悪性症候群の既往をもつ向精神薬長期服用患者の全身麻酔管理を経験したので報告する.
患者は48歳の男性で, 統合失調症にて向精神薬を6年間服用中に, 2度にわたる悪性症候群発症の既往があった. 両側の手指の不随意運動, 体幹の背屈, 頸部の後屈を認めたが, 術前に幻覚, 妄想などの精神症状はほとんど出現せず, 日常生活に支障はなかった. 陳旧性両側顎関節前方脱臼に対して両側顎関節形成術が予定された. 術前検査ではとくに異常所見は認められなかった.
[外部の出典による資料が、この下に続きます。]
use crate::foundation::math::{flatten_premul_over_bg, mul_div255_u16};

/// A rendered frame as RGBA8 pixels.
///
/// Frames produced by the rasterizer are premultiplied; the flag makes that explicit at sink
/// boundaries.
#[derive(Clone, Debug, PartialEq, Eq)]
pub struct FrameRGBA {
    /// Frame width in pixels.
    pub width: u32,
    /// Frame height in pixels.
    pub height: u32,
    /// RGBA8 bytes, tightly packed, row-major.
    pub data: Vec<u8>,
    /// Whether the `data` is premultiplied alpha.
    pub premultiplied: bool,
}

impl FrameRGBA {
    /// RGBA bytes of the pixel at `(x, y)`, if inside the frame.
    pub fn pixel(&self, x: u32, y: u32) -> Option<[u8; 4]> {
        if x >= self.width || y >= self.height {
            return None;
        }
        let i = ((y as usize) * (self.width as usize) + (x as usize)) * 4;
        let px = self.data.get(i..i + 4)?;
        Some([px[0], px[1], px[2], px[3]])
    }

    /// Opaque straight RGBA8 copy of the frame, composited over `bg_rgba`.
    pub fn flattened(&self, bg_rgba: [u8; 4]) -> Vec<u8> {
        let mut out = vec![0u8; self.data.len()];
        if self.premultiplied {
            flatten_premul_over_bg(&mut out, &self.data, bg_rgba);
        } else {
            for (d, s) in out.chunks_exact_mut(4).zip(self.data.chunks_exact(4)) {
                let a = u16::from(s[3]);
                let inv = 255 - a;
                for ((dc, &sc), &bc) in d.iter_mut().zip(&s[..3]).zip(&bg_rgba[..3]) {
                    *dc = (mul_div255_u16(u16::from(sc), a) + mul_div255_u16(u16::from(bc), inv))
                        .min(255) as u8;
                }
                d[3] = 255;
            }
        }
        out
    }
}

#[cfg(test)]
#[path = "../../tests/unit/render/frame.rs"]
mod tests;
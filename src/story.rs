//! The "recalculate on change" story: a six-node color graph and its narrated timeline.

use indexmap::IndexMap;

use crate::{
    animation::ease::Ease,
    color::model::Color,
    foundation::{
        core::{Canvas, Vec2},
        error::RecalcResult,
    },
    graph::{
        builder::{Graph, NodeDescriptor},
        combinators,
    },
    scene::{
        model::{ColorSource, Element, ElementId, RectShape, Scene, TextShape, TextSource},
        signal::Signal,
    },
    timeline::{
        flow::{all, chain, spawn, wait},
        task::BoxTask,
        tween::tween,
    },
    travel::{DEFAULT_MARKER_SIZE, travel_along},
};

/// Length of the story script in seconds.
pub const DURATION_SECS: f64 = 85.0;

/// Canvas height the story layout is designed for.
pub const DESIGN_HEIGHT: f64 = 1080.0;

const FIRST_CAPTION: &str = "1. Set Value";

/// Node descriptors of the story graph, in build order.
pub fn descriptors() -> IndexMap<String, NodeDescriptor> {
    let nodes = [
        (
            "node-0",
            NodeDescriptor::new("Value", Vec2::new(-500.0, 0.0))
                .combinator(combinators::constant([173.0, 173.0, 173.0])),
        ),
        (
            "node-1",
            NodeDescriptor::new("Invert", Vec2::new(0.0, 300.0))
                .connect("node-0")
                .combinator(combinators::invert),
        ),
        (
            "node-2",
            NodeDescriptor::new("Pick Red", Vec2::new(-200.0, -200.0))
                .connect("node-0")
                .combinator(combinators::pick_red),
        ),
        (
            "node-3",
            NodeDescriptor::new("Value", Vec2::new(-400.0, 200.0))
                .combinator(combinators::constant([255.0, 0.0, 255.0])),
        ),
        (
            "node-4",
            NodeDescriptor::new("Desaturate", Vec2::new(200.0, -200.0))
                .connect("node-2")
                .combinator(combinators::desaturate(255.0)),
        ),
        (
            "node-5",
            NodeDescriptor::new("Average", Vec2::new(300.0, 50.0))
                .connections(["node-1", "node-2", "node-3", "node-4"])
                .combinator(combinators::average),
        ),
    ];
    nodes
        .into_iter()
        .map(|(id, d)| (id.to_string(), d))
        .collect()
}

/// Scene, graph and handles the script animates.
#[derive(Clone, Debug)]
pub struct Story {
    /// The scene; its root view is filled with the background color.
    pub scene: Scene,
    /// The story graph.
    pub graph: Graph,
    /// Rectangle holding the graph, offset right of center.
    pub parent: ElementId,
    /// Caption element.
    pub title: ElementId,
    /// Caption text.
    pub caption: Signal<String>,
}

impl Story {
    /// Lay out the story on `canvas`.
    #[tracing::instrument(skip(canvas), fields(width = canvas.width, height = canvas.height))]
    pub fn new(canvas: Canvas, background: Color, reference_height: f64) -> RecalcResult<Self> {
        canvas.validate()?;
        let mut scene = Scene::new(canvas, background);
        let view = scene.root();
        let vs = f64::from(canvas.height) / DESIGN_HEIGHT;
        let contrast = ColorSource::opposite_of_fill(view);

        let parent = scene.add(
            view,
            Element::new(RectShape::new(canvas.size()).fill(ColorSource::FillOf(view)))
                .named("graph")
                .at(Vec2::new(100.0 * vs, 0.0)),
        )?;

        let caption = scene.signals.create(FIRST_CAPTION.to_string());
        let title = scene.add(
            view,
            Element::new(
                TextShape::new(TextSource::Signal(caption))
                    .fill(contrast)
                    .font_family("Montserrat, sans-serif")
                    .font_size(48.0 * vs)
                    .font_weight(500),
            )
            .named("title")
            .at(Vec2::new(0.0, -450.0 * vs)),
        )?;

        let graph = Graph::build(&mut scene, parent, descriptors(), reference_height)?;
        scene.validate()?;

        Ok(Self {
            scene,
            graph,
            parent,
            title,
            caption,
        })
    }

    fn retitle(&self, text: &str) -> BoxTask {
        tween(self.caption, text.to_string(), 2.0, Ease::default())
    }

    fn travel(&self, node: &str, upstream: &str) -> RecalcResult<BoxTask> {
        Ok(travel_along(
            self.parent,
            self.graph.line(node, upstream)?,
            2.0,
            DEFAULT_MARKER_SIZE,
        ))
    }

    fn calc(&self, node: &str, duration: f64) -> RecalcResult<BoxTask> {
        Ok(self.graph.node(node)?.recompute_color(duration, None))
    }

    fn pulse(&self, node: &str, duration: f64, color: Option<Color>) -> RecalcResult<BoxTask> {
        Ok(self.graph.node(node)?.pulse(duration, color))
    }

    fn set_root(&self, hex: &str) -> RecalcResult<BoxTask> {
        Ok(self
            .graph
            .node("node-0")?
            .set_color(Color::from_hex(hex)?, 2.0))
    }

    /// Root color change followed by the downstream recalculation wave.
    fn wave(&self, hex: &str) -> RecalcResult<Vec<BoxTask>> {
        Ok(vec![
            self.set_root(hex)?,
            spawn(self.calc("node-1", 2.0)?),
            self.calc("node-2", 2.0)?,
            self.calc("node-4", 2.0)?,
            self.calc("node-5", 2.0)?,
        ])
    }

    /// The narrated timeline.
    ///
    /// Spawned recalculations overlap the step that follows them; everything else runs in
    /// sequence.
    pub fn script(&self) -> RecalcResult<BoxTask> {
        let highlight = self.scene.color(&ColorSource::opposite_of_fill(self.scene.root()))?;

        let mut steps: Vec<BoxTask> = vec![
            wait(3.0),
            self.set_root("#adff5c")?,
            self.pulse("node-0", 2.0, Some(Color::from_hex("#adff5c")?))?,
            self.retitle("2. Recalculate"),
            wait(2.0),
            all([self.travel("node-1", "node-0")?, self.travel("node-2", "node-0")?]),
            spawn(self.calc("node-1", 3.0)?),
            self.calc("node-2", 3.0)?,
            self.retitle("3. Check for Changes"),
            wait(2.0),
            self.pulse("node-1", 3.0, Some(highlight))?,
            self.retitle("4. Recalculate"),
            wait(2.0),
            all([self.travel("node-5", "node-1")?]),
            spawn(self.calc("node-5", 3.0)?),
            self.retitle("5. Check for Changes"),
            wait(2.0),
            self.pulse("node-5", 3.0, Some(highlight))?,
            wait(3.0),
            self.retitle("6. Wait for Changes"),
            wait(3.0),
            wait(3.0),
        ];
        steps.extend(self.wave("#fab000")?);
        steps.push(wait(3.0));
        steps.push(wait(3.0));
        steps.extend(self.wave("#000000")?);
        steps.push(wait(3.0));
        steps.extend(self.wave("#adadad")?);
        steps.push(wait(3.0));
        steps.push(self.retitle(FIRST_CAPTION));
        Ok(chain(steps))
    }
}

#[cfg(test)]
#[path = "../tests/unit/story.rs"]
mod tests;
プロポフォール100mgとベクロニウム8mgで急速導入後, 経鼻挿管を行い酸素-亜酸化窒素-セボフルランにて麻酔を維持した. 術中, 収縮期血圧98~115mmHg, 拡張期血圧55~70mmHg, 心拍数70~92回/分, 直腸温36.8~37.9℃, パルスオキシメータによる動脈血酸素飽和度 (SpO2) 96~98%の間で変動した. 自発呼吸の出現を確認し, 硫酸アトロピン1.0mg, ネオスチグミン2.5mgを静注した. 純酸素を投与し, 開眼, 四肢の動きを確認した後抜管した. 麻酔時間5時間, 手術時間2時間38分, 出血量64gであった. 帰室後, 血圧, 心拍数, SpO2, 体温を72時間後まで4時間毎にモニターした. 悪性症候群の発症, 合併症を引き起こすことなく管理し得た.